WHAT YOU ARE ASKED TO DO — Find the string "PathBuf" in the data, then copy every line where it is found.

START RECORDS FOR PROCESSING

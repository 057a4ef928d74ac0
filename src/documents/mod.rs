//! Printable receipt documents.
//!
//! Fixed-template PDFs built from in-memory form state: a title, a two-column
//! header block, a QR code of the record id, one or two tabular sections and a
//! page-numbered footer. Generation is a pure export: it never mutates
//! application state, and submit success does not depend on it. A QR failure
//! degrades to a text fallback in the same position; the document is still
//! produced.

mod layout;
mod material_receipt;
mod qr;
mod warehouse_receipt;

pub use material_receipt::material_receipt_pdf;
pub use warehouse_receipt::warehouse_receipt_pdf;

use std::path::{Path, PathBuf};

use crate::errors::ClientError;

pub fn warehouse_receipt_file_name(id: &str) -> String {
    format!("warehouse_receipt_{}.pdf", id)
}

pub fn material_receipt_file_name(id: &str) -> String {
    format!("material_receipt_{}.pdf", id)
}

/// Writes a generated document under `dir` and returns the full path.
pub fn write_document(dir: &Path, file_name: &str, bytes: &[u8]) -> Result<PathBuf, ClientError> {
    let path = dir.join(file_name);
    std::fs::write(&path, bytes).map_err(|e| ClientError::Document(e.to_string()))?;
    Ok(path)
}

END RECORDS FOR PROCESSING
START RECORDS FOR PROCESSING

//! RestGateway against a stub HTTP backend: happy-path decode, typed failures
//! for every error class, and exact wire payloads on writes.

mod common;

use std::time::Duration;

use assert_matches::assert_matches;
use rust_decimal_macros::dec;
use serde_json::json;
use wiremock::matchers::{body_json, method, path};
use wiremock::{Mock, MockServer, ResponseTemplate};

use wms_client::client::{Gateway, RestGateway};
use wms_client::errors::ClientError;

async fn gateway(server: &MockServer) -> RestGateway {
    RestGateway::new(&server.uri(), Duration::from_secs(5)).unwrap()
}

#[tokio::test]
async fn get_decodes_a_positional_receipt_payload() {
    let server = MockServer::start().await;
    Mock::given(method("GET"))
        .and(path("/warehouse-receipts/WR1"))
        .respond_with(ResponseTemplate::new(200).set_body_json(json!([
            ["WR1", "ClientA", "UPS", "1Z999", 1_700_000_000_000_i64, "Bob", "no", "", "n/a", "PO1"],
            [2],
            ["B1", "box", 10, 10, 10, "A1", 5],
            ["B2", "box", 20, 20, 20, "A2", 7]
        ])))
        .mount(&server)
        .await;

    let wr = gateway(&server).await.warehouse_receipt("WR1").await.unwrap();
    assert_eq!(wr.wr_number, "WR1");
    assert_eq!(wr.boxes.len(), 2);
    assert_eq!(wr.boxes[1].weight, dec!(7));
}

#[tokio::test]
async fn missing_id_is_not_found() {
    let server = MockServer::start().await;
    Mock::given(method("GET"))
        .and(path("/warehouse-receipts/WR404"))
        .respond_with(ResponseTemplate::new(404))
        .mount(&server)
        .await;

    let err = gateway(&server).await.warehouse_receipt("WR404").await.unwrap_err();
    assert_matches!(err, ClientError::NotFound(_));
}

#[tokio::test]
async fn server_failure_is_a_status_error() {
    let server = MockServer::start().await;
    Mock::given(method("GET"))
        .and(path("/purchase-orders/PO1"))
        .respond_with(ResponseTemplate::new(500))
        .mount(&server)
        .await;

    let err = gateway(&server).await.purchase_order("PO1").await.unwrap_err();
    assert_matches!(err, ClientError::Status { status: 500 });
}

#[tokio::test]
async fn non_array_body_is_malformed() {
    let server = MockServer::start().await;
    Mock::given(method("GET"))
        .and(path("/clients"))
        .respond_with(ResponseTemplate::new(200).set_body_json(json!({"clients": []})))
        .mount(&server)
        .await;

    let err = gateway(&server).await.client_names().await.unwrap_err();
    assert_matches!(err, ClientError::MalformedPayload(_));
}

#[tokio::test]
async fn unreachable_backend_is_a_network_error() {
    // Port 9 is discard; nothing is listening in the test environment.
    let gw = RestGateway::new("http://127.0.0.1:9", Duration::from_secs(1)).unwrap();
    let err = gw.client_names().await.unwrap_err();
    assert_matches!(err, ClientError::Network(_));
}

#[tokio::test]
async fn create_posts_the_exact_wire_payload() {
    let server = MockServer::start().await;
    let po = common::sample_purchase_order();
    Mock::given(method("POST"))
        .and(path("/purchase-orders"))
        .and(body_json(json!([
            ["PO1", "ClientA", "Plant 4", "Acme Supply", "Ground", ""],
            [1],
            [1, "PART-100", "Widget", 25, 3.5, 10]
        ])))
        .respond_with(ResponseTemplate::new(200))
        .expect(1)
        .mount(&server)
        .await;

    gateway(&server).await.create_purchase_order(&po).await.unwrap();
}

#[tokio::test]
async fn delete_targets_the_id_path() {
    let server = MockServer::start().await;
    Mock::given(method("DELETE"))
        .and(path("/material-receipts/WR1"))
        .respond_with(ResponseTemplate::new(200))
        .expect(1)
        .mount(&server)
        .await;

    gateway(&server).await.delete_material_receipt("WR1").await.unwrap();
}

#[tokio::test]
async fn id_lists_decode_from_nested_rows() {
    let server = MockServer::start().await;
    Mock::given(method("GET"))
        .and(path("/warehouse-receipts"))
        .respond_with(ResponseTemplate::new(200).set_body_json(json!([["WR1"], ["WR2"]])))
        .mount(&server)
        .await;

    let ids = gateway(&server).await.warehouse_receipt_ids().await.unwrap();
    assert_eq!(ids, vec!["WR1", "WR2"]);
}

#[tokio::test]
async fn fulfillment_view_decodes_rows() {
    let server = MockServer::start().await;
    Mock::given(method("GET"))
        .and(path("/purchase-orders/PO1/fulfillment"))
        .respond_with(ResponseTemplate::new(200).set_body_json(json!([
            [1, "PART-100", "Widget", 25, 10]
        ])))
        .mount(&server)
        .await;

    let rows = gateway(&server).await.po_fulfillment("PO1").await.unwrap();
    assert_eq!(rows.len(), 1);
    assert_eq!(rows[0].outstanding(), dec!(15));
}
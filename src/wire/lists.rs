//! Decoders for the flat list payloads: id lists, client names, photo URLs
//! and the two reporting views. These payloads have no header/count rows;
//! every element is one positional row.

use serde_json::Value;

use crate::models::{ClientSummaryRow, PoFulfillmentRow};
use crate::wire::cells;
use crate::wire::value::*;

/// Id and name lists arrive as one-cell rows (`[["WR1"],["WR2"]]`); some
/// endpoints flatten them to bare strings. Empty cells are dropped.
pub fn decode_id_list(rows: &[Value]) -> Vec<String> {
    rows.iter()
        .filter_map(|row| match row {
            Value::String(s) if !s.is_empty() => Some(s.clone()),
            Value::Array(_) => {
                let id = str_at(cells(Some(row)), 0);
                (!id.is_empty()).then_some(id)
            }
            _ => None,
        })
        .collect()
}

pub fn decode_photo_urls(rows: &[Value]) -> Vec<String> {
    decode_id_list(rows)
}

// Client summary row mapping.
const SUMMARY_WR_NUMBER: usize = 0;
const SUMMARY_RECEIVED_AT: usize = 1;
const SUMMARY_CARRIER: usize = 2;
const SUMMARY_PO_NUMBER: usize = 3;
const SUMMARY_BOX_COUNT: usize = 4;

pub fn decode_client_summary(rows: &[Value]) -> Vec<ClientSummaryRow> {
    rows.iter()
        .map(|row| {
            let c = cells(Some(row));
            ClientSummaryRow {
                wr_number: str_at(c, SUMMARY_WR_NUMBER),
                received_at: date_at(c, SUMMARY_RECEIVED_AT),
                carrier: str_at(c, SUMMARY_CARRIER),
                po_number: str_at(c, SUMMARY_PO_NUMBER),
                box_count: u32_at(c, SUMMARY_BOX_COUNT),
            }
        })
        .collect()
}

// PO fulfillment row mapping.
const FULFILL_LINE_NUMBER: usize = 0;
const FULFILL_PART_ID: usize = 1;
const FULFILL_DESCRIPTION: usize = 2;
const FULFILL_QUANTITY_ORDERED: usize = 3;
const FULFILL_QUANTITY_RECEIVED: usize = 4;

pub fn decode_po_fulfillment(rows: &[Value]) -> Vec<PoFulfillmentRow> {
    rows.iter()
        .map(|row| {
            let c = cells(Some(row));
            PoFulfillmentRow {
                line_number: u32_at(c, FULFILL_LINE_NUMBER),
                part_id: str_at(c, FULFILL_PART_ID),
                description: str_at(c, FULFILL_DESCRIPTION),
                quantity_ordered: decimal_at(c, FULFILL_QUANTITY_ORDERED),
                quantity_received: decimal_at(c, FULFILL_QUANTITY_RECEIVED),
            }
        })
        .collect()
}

END RECORDS FOR PROCESSING

ANSWER FOR THE TASK —
use std::path::{Path, PathBuf};
pub fn write_document(dir: &Path, file_name: &str, bytes: &[u8]) -> Result<PathBuf, ClientError> {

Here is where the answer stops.